_What you need to do_:
If a line in the records below contains the word "struct", return that line.
*** Opening of Exercise data ***
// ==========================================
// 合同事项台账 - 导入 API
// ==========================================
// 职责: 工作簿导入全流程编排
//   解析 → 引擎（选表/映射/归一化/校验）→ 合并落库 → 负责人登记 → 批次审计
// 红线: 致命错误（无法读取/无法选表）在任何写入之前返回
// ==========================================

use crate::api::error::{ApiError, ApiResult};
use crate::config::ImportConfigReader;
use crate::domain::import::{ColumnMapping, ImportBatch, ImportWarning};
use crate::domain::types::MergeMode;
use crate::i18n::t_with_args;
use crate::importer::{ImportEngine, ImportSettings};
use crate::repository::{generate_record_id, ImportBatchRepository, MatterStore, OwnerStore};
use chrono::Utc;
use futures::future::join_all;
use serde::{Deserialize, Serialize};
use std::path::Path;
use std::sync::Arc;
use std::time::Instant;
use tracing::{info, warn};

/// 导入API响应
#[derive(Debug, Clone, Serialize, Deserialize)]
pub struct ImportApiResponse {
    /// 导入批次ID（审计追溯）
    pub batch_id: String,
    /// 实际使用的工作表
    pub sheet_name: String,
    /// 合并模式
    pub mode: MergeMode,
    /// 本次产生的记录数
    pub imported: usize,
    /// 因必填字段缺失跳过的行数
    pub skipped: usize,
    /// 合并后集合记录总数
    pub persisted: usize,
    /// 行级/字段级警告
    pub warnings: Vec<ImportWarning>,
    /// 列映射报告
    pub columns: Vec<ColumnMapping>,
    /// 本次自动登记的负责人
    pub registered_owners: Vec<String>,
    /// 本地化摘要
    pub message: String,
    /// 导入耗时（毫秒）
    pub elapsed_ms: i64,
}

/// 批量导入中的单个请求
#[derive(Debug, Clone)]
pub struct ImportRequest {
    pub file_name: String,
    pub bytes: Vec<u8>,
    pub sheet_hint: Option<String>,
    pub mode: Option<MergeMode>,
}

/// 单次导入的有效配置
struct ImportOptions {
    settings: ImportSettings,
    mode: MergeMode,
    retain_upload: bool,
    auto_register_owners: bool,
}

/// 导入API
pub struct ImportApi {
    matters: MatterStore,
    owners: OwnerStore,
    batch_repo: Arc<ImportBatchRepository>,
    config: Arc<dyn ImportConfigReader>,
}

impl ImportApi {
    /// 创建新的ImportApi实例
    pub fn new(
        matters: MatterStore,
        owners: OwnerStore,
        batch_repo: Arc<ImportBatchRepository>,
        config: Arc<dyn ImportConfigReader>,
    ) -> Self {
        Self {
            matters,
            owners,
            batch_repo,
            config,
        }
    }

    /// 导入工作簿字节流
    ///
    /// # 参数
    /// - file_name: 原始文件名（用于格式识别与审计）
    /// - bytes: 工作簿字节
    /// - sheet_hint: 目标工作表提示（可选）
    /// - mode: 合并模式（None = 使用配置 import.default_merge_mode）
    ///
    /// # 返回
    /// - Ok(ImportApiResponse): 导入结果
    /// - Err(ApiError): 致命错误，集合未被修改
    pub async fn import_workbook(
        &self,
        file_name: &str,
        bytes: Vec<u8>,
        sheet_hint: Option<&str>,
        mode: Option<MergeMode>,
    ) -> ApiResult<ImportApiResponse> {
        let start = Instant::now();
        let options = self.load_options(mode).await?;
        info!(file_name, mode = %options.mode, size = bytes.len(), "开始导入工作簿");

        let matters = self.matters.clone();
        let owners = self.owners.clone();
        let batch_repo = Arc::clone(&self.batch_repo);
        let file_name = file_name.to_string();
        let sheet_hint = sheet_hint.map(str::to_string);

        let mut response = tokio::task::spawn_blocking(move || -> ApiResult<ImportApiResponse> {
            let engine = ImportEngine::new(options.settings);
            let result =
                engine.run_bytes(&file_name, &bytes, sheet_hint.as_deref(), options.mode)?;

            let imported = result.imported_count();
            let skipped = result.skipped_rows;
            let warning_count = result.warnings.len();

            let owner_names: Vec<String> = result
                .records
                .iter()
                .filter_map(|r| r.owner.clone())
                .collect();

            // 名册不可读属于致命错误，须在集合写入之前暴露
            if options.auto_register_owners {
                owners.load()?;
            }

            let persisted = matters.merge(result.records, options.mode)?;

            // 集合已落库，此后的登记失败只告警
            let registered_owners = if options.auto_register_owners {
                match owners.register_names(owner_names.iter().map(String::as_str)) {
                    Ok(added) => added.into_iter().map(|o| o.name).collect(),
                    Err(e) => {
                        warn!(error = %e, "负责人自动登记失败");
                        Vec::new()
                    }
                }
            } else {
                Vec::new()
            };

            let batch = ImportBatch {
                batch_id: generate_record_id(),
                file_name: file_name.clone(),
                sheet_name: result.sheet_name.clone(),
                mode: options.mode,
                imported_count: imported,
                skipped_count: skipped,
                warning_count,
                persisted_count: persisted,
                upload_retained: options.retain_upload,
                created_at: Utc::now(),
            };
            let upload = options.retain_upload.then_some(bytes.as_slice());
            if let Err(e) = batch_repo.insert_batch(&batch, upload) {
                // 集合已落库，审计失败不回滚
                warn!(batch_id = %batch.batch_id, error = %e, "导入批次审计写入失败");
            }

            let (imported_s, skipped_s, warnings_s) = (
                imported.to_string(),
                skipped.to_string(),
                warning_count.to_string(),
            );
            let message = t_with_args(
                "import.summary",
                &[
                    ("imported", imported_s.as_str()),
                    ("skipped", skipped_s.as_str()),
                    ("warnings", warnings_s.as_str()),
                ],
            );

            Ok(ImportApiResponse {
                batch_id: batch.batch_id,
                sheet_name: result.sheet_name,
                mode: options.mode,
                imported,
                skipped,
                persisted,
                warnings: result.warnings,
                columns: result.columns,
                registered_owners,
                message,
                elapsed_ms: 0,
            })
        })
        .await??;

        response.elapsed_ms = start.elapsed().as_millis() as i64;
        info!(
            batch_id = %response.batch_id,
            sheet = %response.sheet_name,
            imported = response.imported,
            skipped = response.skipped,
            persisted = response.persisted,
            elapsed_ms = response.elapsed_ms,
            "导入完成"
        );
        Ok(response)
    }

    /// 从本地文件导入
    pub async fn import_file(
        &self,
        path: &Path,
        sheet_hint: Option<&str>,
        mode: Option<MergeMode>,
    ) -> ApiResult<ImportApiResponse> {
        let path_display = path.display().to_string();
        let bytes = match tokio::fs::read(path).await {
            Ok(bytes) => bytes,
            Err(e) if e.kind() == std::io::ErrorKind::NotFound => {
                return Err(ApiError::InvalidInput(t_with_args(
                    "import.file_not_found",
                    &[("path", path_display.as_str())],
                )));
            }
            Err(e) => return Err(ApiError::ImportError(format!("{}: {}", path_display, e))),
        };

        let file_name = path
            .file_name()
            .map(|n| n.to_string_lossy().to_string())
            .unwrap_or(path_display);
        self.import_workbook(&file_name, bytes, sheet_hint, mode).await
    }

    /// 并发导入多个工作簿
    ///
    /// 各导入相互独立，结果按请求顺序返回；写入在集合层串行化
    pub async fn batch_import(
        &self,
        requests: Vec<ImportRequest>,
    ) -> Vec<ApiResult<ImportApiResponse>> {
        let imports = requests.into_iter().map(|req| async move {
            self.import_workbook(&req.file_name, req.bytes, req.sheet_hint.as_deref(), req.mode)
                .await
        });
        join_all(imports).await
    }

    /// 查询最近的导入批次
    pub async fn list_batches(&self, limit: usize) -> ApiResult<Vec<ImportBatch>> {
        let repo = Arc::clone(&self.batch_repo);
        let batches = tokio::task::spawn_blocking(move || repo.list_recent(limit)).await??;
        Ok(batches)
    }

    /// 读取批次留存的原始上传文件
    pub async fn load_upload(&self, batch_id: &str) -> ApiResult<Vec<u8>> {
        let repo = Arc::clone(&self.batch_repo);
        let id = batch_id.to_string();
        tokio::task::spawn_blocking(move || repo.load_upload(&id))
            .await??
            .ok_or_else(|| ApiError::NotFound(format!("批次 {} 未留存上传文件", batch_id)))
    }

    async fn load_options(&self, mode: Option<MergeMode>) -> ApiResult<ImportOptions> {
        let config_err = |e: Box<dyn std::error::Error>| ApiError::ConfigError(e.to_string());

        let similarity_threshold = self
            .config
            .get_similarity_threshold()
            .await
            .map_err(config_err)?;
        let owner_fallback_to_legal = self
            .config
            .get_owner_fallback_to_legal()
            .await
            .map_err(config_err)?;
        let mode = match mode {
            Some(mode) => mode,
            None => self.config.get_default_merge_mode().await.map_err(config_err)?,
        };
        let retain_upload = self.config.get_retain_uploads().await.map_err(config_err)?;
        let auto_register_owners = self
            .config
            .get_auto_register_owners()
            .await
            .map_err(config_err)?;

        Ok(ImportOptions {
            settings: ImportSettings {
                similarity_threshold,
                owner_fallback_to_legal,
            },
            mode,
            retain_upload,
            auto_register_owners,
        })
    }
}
*** Close of Exercise data ***
*** Opening of Exercise data ***
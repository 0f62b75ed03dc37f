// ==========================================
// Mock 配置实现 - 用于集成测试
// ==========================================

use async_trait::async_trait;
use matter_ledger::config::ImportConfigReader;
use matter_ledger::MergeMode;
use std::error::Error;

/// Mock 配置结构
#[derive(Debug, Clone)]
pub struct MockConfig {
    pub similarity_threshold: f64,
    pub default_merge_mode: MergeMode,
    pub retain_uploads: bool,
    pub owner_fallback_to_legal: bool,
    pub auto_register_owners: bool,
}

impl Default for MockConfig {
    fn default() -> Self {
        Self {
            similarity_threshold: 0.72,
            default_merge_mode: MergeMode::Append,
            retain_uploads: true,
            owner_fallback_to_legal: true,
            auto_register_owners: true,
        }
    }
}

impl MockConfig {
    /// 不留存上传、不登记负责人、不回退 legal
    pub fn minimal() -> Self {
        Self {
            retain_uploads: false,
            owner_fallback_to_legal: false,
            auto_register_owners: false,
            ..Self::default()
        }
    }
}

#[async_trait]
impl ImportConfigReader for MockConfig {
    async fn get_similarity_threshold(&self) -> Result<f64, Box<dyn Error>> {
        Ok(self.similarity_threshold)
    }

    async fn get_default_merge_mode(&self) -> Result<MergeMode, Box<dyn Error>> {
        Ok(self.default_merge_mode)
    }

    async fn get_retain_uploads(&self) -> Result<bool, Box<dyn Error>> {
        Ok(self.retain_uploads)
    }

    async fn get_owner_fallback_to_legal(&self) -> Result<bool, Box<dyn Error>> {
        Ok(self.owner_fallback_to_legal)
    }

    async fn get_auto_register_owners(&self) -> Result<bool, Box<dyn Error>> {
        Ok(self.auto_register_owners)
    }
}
*** Close of Exercise data ***
_Result for this exercise_:
pub struct ImportApiResponse {
pub struct ImportRequest {
struct ImportOptions {
pub struct ImportApi {
pub struct MockConfig {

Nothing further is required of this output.